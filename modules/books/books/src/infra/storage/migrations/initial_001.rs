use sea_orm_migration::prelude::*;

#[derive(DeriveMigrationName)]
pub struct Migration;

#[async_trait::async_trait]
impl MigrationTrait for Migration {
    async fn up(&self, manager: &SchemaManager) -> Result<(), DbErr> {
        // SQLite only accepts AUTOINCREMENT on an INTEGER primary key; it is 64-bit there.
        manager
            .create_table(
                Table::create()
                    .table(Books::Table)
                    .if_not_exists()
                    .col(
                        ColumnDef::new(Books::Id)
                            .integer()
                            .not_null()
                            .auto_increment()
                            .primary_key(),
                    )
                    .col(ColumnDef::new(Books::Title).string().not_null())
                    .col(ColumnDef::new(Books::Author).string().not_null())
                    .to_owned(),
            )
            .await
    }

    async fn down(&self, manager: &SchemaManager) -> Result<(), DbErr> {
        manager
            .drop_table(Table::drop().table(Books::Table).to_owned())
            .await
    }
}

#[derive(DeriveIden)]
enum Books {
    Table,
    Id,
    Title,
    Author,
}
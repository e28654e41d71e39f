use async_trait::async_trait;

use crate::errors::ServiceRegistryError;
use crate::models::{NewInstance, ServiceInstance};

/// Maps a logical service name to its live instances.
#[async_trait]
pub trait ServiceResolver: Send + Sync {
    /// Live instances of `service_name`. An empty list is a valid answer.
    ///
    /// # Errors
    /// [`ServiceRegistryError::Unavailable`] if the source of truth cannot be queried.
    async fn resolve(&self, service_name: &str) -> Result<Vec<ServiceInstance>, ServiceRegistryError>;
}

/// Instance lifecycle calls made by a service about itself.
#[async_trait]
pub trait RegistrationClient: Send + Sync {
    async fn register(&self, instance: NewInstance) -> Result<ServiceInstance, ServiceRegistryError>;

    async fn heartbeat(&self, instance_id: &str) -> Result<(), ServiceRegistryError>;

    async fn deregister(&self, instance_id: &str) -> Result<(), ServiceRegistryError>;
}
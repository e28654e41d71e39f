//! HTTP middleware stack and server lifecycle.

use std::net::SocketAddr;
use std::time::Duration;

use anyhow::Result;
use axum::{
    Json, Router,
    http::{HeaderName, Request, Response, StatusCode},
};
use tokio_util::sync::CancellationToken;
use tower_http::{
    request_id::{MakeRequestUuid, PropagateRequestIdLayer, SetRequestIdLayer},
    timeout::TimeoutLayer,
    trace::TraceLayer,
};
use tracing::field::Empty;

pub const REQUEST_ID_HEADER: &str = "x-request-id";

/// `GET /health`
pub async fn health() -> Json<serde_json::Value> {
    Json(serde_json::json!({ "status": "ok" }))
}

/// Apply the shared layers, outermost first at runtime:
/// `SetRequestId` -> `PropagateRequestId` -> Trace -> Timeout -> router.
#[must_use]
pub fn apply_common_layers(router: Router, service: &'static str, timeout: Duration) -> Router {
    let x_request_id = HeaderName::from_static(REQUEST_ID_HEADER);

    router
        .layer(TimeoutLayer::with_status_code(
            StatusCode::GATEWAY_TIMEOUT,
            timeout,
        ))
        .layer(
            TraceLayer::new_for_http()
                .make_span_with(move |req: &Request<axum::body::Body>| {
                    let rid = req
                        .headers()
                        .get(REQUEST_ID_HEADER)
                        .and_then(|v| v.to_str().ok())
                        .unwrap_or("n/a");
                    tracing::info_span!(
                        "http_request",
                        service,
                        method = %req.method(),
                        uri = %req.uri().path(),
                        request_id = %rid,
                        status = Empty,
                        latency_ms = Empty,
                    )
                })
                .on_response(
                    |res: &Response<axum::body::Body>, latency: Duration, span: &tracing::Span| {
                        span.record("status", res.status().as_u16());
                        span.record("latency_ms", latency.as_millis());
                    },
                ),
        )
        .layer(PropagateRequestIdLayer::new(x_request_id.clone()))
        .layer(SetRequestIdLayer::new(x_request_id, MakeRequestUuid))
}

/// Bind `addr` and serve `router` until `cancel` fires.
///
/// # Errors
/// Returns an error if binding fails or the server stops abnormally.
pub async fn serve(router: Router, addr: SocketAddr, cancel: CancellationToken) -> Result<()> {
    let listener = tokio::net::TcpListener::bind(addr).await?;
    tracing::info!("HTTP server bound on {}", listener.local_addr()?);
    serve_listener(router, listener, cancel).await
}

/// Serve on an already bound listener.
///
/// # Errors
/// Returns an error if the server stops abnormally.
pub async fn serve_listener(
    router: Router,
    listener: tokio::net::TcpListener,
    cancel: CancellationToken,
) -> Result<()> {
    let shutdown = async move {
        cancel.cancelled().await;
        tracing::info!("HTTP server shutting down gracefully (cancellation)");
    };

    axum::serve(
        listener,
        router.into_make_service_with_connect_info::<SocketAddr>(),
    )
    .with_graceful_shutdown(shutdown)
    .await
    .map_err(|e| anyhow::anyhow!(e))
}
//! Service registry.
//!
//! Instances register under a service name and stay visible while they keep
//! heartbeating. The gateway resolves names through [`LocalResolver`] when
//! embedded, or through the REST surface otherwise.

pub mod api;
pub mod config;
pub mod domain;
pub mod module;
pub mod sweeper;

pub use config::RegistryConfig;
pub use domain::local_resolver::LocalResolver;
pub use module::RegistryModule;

○ ○ ○

Work task - For this exercise, return every line from the data that holds the string "abnormally".

Response box -
/// Returns an error if binding fails or the server stops abnormally.
/// Returns an error if the server stops abnormally.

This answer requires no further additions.